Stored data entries

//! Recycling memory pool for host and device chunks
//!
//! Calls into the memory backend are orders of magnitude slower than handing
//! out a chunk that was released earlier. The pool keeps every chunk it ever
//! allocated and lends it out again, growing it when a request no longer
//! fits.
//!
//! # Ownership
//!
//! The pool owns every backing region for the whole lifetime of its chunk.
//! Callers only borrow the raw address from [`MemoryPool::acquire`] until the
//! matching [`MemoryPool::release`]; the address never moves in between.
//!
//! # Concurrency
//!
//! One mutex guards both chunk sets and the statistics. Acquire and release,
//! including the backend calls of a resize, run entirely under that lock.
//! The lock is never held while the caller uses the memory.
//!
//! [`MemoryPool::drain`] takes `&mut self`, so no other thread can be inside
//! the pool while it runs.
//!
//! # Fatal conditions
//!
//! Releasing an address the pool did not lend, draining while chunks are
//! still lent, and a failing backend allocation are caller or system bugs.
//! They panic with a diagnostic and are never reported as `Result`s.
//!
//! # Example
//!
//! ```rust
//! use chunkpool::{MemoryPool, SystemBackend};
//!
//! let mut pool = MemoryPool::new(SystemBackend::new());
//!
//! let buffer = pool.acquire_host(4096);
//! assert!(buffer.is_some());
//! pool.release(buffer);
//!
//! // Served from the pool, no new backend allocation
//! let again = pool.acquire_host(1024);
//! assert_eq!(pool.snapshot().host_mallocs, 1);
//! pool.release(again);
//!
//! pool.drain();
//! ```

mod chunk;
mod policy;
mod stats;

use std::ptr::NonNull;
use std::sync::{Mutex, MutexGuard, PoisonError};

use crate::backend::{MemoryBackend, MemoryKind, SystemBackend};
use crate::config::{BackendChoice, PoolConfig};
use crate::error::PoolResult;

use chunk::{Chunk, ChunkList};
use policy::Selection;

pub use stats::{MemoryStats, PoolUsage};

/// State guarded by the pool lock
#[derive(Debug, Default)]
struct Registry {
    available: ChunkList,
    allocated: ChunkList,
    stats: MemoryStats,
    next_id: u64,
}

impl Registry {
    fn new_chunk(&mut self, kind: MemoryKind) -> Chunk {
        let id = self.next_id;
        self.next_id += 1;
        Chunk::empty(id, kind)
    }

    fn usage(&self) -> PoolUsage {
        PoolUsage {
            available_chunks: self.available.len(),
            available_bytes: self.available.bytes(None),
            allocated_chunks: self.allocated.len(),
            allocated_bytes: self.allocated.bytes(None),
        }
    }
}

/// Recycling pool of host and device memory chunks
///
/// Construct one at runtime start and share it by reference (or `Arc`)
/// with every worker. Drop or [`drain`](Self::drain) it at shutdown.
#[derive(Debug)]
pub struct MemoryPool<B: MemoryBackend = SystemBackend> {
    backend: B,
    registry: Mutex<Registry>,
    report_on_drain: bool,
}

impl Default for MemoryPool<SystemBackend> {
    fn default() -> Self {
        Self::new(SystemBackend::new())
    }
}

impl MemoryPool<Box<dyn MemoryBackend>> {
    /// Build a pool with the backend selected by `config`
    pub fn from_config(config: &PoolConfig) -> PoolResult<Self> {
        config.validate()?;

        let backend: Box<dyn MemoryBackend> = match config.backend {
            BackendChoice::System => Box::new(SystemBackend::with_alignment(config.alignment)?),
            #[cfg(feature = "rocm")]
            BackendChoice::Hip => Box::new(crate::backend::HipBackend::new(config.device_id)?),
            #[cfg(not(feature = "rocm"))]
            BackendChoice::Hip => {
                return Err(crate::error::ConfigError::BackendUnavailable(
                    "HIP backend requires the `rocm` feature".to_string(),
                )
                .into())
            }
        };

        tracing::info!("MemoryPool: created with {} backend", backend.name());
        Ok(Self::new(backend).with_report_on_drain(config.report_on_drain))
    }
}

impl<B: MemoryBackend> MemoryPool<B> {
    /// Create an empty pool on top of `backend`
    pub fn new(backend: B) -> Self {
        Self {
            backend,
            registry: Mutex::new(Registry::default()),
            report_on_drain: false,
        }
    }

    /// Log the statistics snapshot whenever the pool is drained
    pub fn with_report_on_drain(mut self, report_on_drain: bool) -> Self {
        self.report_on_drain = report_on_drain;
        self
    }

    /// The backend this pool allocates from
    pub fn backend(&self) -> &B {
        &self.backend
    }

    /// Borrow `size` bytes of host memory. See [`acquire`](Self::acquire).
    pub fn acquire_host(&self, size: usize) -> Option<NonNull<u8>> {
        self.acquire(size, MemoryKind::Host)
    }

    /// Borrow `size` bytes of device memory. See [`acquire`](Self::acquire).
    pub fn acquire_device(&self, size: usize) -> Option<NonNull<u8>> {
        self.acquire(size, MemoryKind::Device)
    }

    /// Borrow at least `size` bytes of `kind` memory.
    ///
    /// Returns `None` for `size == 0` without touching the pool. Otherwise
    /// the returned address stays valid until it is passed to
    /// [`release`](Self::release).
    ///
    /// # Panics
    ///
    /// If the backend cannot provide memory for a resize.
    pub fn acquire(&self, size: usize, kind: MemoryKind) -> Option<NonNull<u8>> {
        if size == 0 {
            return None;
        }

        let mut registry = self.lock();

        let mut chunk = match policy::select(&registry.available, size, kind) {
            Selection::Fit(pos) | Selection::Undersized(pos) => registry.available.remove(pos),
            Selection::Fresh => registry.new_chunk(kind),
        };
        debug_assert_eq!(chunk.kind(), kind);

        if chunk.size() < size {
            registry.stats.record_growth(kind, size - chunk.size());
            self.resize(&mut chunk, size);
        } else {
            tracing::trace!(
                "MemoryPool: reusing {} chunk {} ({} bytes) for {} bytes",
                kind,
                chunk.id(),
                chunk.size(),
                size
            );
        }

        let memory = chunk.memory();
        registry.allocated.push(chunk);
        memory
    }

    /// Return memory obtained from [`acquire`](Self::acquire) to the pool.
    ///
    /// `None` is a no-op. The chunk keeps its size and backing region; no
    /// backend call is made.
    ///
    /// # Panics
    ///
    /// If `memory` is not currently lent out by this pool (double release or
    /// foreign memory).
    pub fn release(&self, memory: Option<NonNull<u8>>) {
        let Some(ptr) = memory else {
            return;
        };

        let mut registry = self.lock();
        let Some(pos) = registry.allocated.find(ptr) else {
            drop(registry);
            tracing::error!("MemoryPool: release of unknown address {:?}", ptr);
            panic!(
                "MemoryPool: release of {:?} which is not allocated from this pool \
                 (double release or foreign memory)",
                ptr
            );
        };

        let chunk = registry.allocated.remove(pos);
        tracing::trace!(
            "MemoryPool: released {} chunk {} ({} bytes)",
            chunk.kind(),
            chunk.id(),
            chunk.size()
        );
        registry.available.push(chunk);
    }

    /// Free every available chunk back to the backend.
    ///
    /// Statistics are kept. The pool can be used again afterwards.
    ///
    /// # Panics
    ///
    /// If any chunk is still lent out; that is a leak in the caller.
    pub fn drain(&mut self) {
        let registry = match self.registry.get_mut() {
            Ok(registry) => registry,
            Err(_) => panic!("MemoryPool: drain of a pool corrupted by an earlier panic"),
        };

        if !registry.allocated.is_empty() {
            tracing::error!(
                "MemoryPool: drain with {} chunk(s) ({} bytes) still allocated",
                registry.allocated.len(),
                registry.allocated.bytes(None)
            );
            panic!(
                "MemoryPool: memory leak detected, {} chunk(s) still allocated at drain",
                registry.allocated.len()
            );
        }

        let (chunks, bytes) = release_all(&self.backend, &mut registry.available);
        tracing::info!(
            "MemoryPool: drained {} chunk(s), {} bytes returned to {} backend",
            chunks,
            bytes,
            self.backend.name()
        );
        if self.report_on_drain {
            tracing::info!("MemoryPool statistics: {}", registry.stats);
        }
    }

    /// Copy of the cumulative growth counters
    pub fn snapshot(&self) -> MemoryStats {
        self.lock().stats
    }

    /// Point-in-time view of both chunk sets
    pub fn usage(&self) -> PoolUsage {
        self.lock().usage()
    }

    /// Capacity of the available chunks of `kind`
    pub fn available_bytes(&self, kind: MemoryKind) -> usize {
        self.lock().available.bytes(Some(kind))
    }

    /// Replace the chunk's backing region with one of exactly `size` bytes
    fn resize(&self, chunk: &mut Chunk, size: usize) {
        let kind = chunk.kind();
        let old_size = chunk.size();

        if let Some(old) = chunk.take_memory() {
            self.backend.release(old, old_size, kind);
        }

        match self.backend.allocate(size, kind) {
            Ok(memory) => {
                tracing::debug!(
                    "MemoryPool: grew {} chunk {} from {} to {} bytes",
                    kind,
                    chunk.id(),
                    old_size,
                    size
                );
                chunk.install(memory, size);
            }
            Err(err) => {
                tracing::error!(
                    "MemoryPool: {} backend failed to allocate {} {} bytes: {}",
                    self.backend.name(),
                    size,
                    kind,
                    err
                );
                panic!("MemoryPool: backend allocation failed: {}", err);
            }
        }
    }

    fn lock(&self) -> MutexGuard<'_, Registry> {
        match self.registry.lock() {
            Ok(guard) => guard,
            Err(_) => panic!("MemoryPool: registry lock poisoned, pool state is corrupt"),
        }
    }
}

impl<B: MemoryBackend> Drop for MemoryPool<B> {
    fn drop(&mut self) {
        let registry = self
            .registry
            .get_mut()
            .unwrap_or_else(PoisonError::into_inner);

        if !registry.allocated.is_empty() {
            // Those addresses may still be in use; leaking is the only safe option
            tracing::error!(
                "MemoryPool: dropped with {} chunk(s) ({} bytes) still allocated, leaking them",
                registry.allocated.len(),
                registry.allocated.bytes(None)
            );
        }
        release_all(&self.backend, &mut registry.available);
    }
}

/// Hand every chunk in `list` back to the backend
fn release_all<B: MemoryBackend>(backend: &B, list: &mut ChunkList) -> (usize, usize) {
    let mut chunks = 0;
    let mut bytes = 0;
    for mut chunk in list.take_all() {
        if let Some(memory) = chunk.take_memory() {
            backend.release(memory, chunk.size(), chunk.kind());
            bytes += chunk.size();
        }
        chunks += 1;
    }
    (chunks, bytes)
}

** Activity **
The reply should consist solely of the lines above from the one that has "backend failed to" through the one that has "fn drop(&mut self)", reproduced exactly.

** Solution to this task **
                    "MemoryPool: {} backend failed to allocate {} {} bytes: {}",
                    self.backend.name(),
                    size,
                    kind,
                    err
                );
                panic!("MemoryPool: backend allocation failed: {}", err);
            }
        }
    }

    fn lock(&self) -> MutexGuard<'_, Registry> {
        match self.registry.lock() {
            Ok(guard) => guard,
            Err(_) => panic!("MemoryPool: registry lock poisoned, pool state is corrupt"),
        }
    }
}

impl<B: MemoryBackend> Drop for MemoryPool<B> {
    fn drop(&mut self) {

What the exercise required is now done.